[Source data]
use gemma_chat::backend::{BackendError, ChatBackend, ChatReply, HttpBackend};
use serde_json::json;
use wiremock::{
    Mock, MockServer, ResponseTemplate,
    matchers::{body_json, method, path},
};

// ============================================================================
// Helper Functions
// ============================================================================

fn backend_for(server: &MockServer) -> HttpBackend {
    HttpBackend::new(&server.uri(), None).unwrap()
}

/// A base URL nothing listens on.
fn unreachable_backend() -> HttpBackend {
    HttpBackend::new("http://127.0.0.1:1", None).unwrap()
}

// ============================================================================
// GET /status
// ============================================================================

#[tokio::test]
async fn test_status_online_with_model() {
    let mock_server = MockServer::start().await;

    Mock::given(method("GET"))
        .and(path("/status"))
        .respond_with(ResponseTemplate::new(200).set_body_json(json!({
            "ollama_running": true,
            "gemma3_available": true,
            "models_available": ["gemma3:latest", "llama3"]
        })))
        .mount(&mock_server)
        .await;

    let status = backend_for(&mock_server).check_status().await.unwrap();
    assert!(status.running);
    assert_eq!(status.model_available, Some(true));
    assert_eq!(status.models, vec!["gemma3:latest", "llama3"]);
}

#[tokio::test]
async fn test_status_ollama_down_omits_model_flag() {
    let mock_server = MockServer::start().await;

    Mock::given(method("GET"))
        .and(path("/status"))
        .respond_with(ResponseTemplate::new(200).set_body_json(json!({
            "ollama_running": false,
            "error": "connection refused"
        })))
        .mount(&mock_server)
        .await;

    let status = backend_for(&mock_server).check_status().await.unwrap();
    assert!(!status.running);
    assert_eq!(status.model_available, None);
    assert!(status.models.is_empty());
}

#[tokio::test]
async fn test_status_unreachable_is_network_error() {
    let result = unreachable_backend().check_status().await;
    assert!(matches!(result, Err(BackendError::Network(_))));
}

// ============================================================================
// POST /chat
// ============================================================================

#[tokio::test]
async fn test_chat_sends_message_and_parses_both_fields() {
    let mock_server = MockServer::start().await;

    Mock::given(method("POST"))
        .and(path("/chat"))
        .and(body_json(json!({ "message": "Hello" })))
        .respond_with(ResponseTemplate::new(200).set_body_json(json!({
            "formatted_response": "<p>Hi <b>there</b></p>",
            "response": "Hi **there**",
            "user_message": "Hello"
        })))
        .expect(1)
        .mount(&mock_server)
        .await;

    let reply = backend_for(&mock_server).send_message("Hello").await.unwrap();
    assert_eq!(reply.formatted.as_deref(), Some("<p>Hi <b>there</b></p>"));
    assert_eq!(reply.text.as_deref(), Some("Hi **there**"));
    assert_eq!(reply.error, None);
}

#[tokio::test]
async fn test_chat_empty_strings_count_as_absent() {
    let mock_server = MockServer::start().await;

    Mock::given(method("POST"))
        .and(path("/chat"))
        .respond_with(ResponseTemplate::new(200).set_body_json(json!({
            "formatted_response": "",
            "response": ""
        })))
        .mount(&mock_server)
        .await;

    let reply = backend_for(&mock_server).send_message("Hello").await.unwrap();
    assert!(reply.is_empty());
}

#[tokio::test]
async fn test_chat_400_json_body_is_parsed() {
    let mock_server = MockServer::start().await;

    Mock::given(method("POST"))
        .and(path("/chat"))
        .respond_with(
            ResponseTemplate::new(400).set_body_json(json!({ "error": "No message provided" })),
        )
        .mount(&mock_server)
        .await;

    let reply = backend_for(&mock_server).send_message("Hello").await.unwrap();
    assert_eq!(
        reply,
        ChatReply {
            error: Some("No message provided".into()),
            ..Default::default()
        }
    );
}

#[tokio::test]
async fn test_chat_500_html_body_is_api_error() {
    let mock_server = MockServer::start().await;

    Mock::given(method("POST"))
        .and(path("/chat"))
        .respond_with(
            ResponseTemplate::new(500).set_body_string("<h1>Internal Server Error</h1>"),
        )
        .mount(&mock_server)
        .await;

    let result = backend_for(&mock_server).send_message("Hello").await;
    match result {
        Err(BackendError::Api { status, message }) => {
            assert_eq!(status, 500);
            assert!(message.contains("Internal Server Error"));
        }
        other => panic!("expected Api error, got {other:?}"),
    }
}

#[tokio::test]
async fn test_chat_200_garbage_body_is_parse_error() {
    let mock_server = MockServer::start().await;

    Mock::given(method("POST"))
        .and(path("/chat"))
        .respond_with(ResponseTemplate::new(200).set_body_string("not json"))
        .mount(&mock_server)
        .await;

    let result = backend_for(&mock_server).send_message("Hello").await;
    assert!(matches!(result, Err(BackendError::Parse(_))));
}

#[tokio::test]
async fn test_chat_unreachable_is_network_error() {
    let result = unreachable_backend().send_message("Hello").await;
    assert!(matches!(result, Err(BackendError::Network(_))));
}

// ============================================================================
// POST /clear
// ============================================================================

#[tokio::test]
async fn test_clear_any_response_is_success() {
    let mock_server = MockServer::start().await;

    Mock::given(method("POST"))
        .and(path("/clear"))
        .respond_with(ResponseTemplate::new(500).set_body_string("oops"))
        .expect(1)
        .mount(&mock_server)
        .await;

    assert_eq!(backend_for(&mock_server).clear().await, Ok(()));
}

#[tokio::test]
async fn test_clear_unreachable_is_network_error() {
    let result = unreachable_backend().clear().await;
    assert!(matches!(result, Err(BackendError::Network(_))));
}

#[tokio::test]
async fn test_base_path_prefix_is_used() {
    let mock_server = MockServer::start().await;

    Mock::given(method("GET"))
        .and(path("/bot/status"))
        .respond_with(ResponseTemplate::new(200).set_body_json(json!({ "ollama_running": true })))
        .expect(1)
        .mount(&mock_server)
        .await;

    let backend = HttpBackend::new(&format!("{}/bot/", mock_server.uri()), None).unwrap();
    let status = backend.check_status().await.unwrap();
    assert!(status.running);
    assert_eq!(status.model_available, None);
}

* [Required action]
Your answer should be the data above, retyped exactly.

* [Task answer]
use gemma_chat::backend::{BackendError, ChatBackend, ChatReply, HttpBackend};
use serde_json::json;
use wiremock::{
    Mock, MockServer, ResponseTemplate,
    matchers::{body_json, method, path},
};

// ============================================================================
// Helper Functions
// ============================================================================

fn backend_for(server: &MockServer) -> HttpBackend {
    HttpBackend::new(&server.uri(), None).unwrap()
}

/// A base URL nothing listens on.
fn unreachable_backend() -> HttpBackend {
    HttpBackend::new("http://127.0.0.1:1", None).unwrap()
}

// ============================================================================
// GET /status
// ============================================================================

#[tokio::test]
async fn test_status_online_with_model() {
    let mock_server = MockServer::start().await;

    Mock::given(method("GET"))
        .and(path("/status"))
        .respond_with(ResponseTemplate::new(200).set_body_json(json!({
            "ollama_running": true,
            "gemma3_available": true,
            "models_available": ["gemma3:latest", "llama3"]
        })))
        .mount(&mock_server)
        .await;

    let status = backend_for(&mock_server).check_status().await.unwrap();
    assert!(status.running);
    assert_eq!(status.model_available, Some(true));
    assert_eq!(status.models, vec!["gemma3:latest", "llama3"]);
}

#[tokio::test]
async fn test_status_ollama_down_omits_model_flag() {
    let mock_server = MockServer::start().await;

    Mock::given(method("GET"))
        .and(path("/status"))
        .respond_with(ResponseTemplate::new(200).set_body_json(json!({
            "ollama_running": false,
            "error": "connection refused"
        })))
        .mount(&mock_server)
        .await;

    let status = backend_for(&mock_server).check_status().await.unwrap();
    assert!(!status.running);
    assert_eq!(status.model_available, None);
    assert!(status.models.is_empty());
}

#[tokio::test]
async fn test_status_unreachable_is_network_error() {
    let result = unreachable_backend().check_status().await;
    assert!(matches!(result, Err(BackendError::Network(_))));
}

// ============================================================================
// POST /chat
// ============================================================================

#[tokio::test]
async fn test_chat_sends_message_and_parses_both_fields() {
    let mock_server = MockServer::start().await;

    Mock::given(method("POST"))
        .and(path("/chat"))
        .and(body_json(json!({ "message": "Hello" })))
        .respond_with(ResponseTemplate::new(200).set_body_json(json!({
            "formatted_response": "<p>Hi <b>there</b></p>",
            "response": "Hi **there**",
            "user_message": "Hello"
        })))
        .expect(1)
        .mount(&mock_server)
        .await;

    let reply = backend_for(&mock_server).send_message("Hello").await.unwrap();
    assert_eq!(reply.formatted.as_deref(), Some("<p>Hi <b>there</b></p>"));
    assert_eq!(reply.text.as_deref(), Some("Hi **there**"));
    assert_eq!(reply.error, None);
}

#[tokio::test]
async fn test_chat_empty_strings_count_as_absent() {
    let mock_server = MockServer::start().await;

    Mock::given(method("POST"))
        .and(path("/chat"))
        .respond_with(ResponseTemplate::new(200).set_body_json(json!({
            "formatted_response": "",
            "response": ""
        })))
        .mount(&mock_server)
        .await;

    let reply = backend_for(&mock_server).send_message("Hello").await.unwrap();
    assert!(reply.is_empty());
}

#[tokio::test]
async fn test_chat_400_json_body_is_parsed() {
    let mock_server = MockServer::start().await;

    Mock::given(method("POST"))
        .and(path("/chat"))
        .respond_with(
            ResponseTemplate::new(400).set_body_json(json!({ "error": "No message provided" })),
        )
        .mount(&mock_server)
        .await;

    let reply = backend_for(&mock_server).send_message("Hello").await.unwrap();
    assert_eq!(
        reply,
        ChatReply {
            error: Some("No message provided".into()),
            ..Default::default()
        }
    );
}

#[tokio::test]
async fn test_chat_500_html_body_is_api_error() {
    let mock_server = MockServer::start().await;

    Mock::given(method("POST"))
        .and(path("/chat"))
        .respond_with(
            ResponseTemplate::new(500).set_body_string("<h1>Internal Server Error</h1>"),
        )
        .mount(&mock_server)
        .await;

    let result = backend_for(&mock_server).send_message("Hello").await;
    match result {
        Err(BackendError::Api { status, message }) => {
            assert_eq!(status, 500);
            assert!(message.contains("Internal Server Error"));
        }
        other => panic!("expected Api error, got {other:?}"),
    }
}

#[tokio::test]
async fn test_chat_200_garbage_body_is_parse_error() {
    let mock_server = MockServer::start().await;

    Mock::given(method("POST"))
        .and(path("/chat"))
        .respond_with(ResponseTemplate::new(200).set_body_string("not json"))
        .mount(&mock_server)
        .await;

    let result = backend_for(&mock_server).send_message("Hello").await;
    assert!(matches!(result, Err(BackendError::Parse(_))));
}

#[tokio::test]
async fn test_chat_unreachable_is_network_error() {
    let result = unreachable_backend().send_message("Hello").await;
    assert!(matches!(result, Err(BackendError::Network(_))));
}

// ============================================================================
// POST /clear
// ============================================================================

#[tokio::test]
async fn test_clear_any_response_is_success() {
    let mock_server = MockServer::start().await;

    Mock::given(method("POST"))
        .and(path("/clear"))
        .respond_with(ResponseTemplate::new(500).set_body_string("oops"))
        .expect(1)
        .mount(&mock_server)
        .await;

    assert_eq!(backend_for(&mock_server).clear().await, Ok(()));
}

#[tokio::test]
async fn test_clear_unreachable_is_network_error() {
    let result = unreachable_backend().clear().await;
    assert!(matches!(result, Err(BackendError::Network(_))));
}

#[tokio::test]
async fn test_base_path_prefix_is_used() {
    let mock_server = MockServer::start().await;

    Mock::given(method("GET"))
        .and(path("/bot/status"))
        .respond_with(ResponseTemplate::new(200).set_body_json(json!({ "ollama_running": true })))
        .expect(1)
        .mount(&mock_server)
        .await;

    let backend = HttpBackend::new(&format!("{}/bot/", mock_server.uri()), None).unwrap();
    let status = backend.check_status().await.unwrap();
    assert!(status.running);
    assert_eq!(status.model_available, None);
}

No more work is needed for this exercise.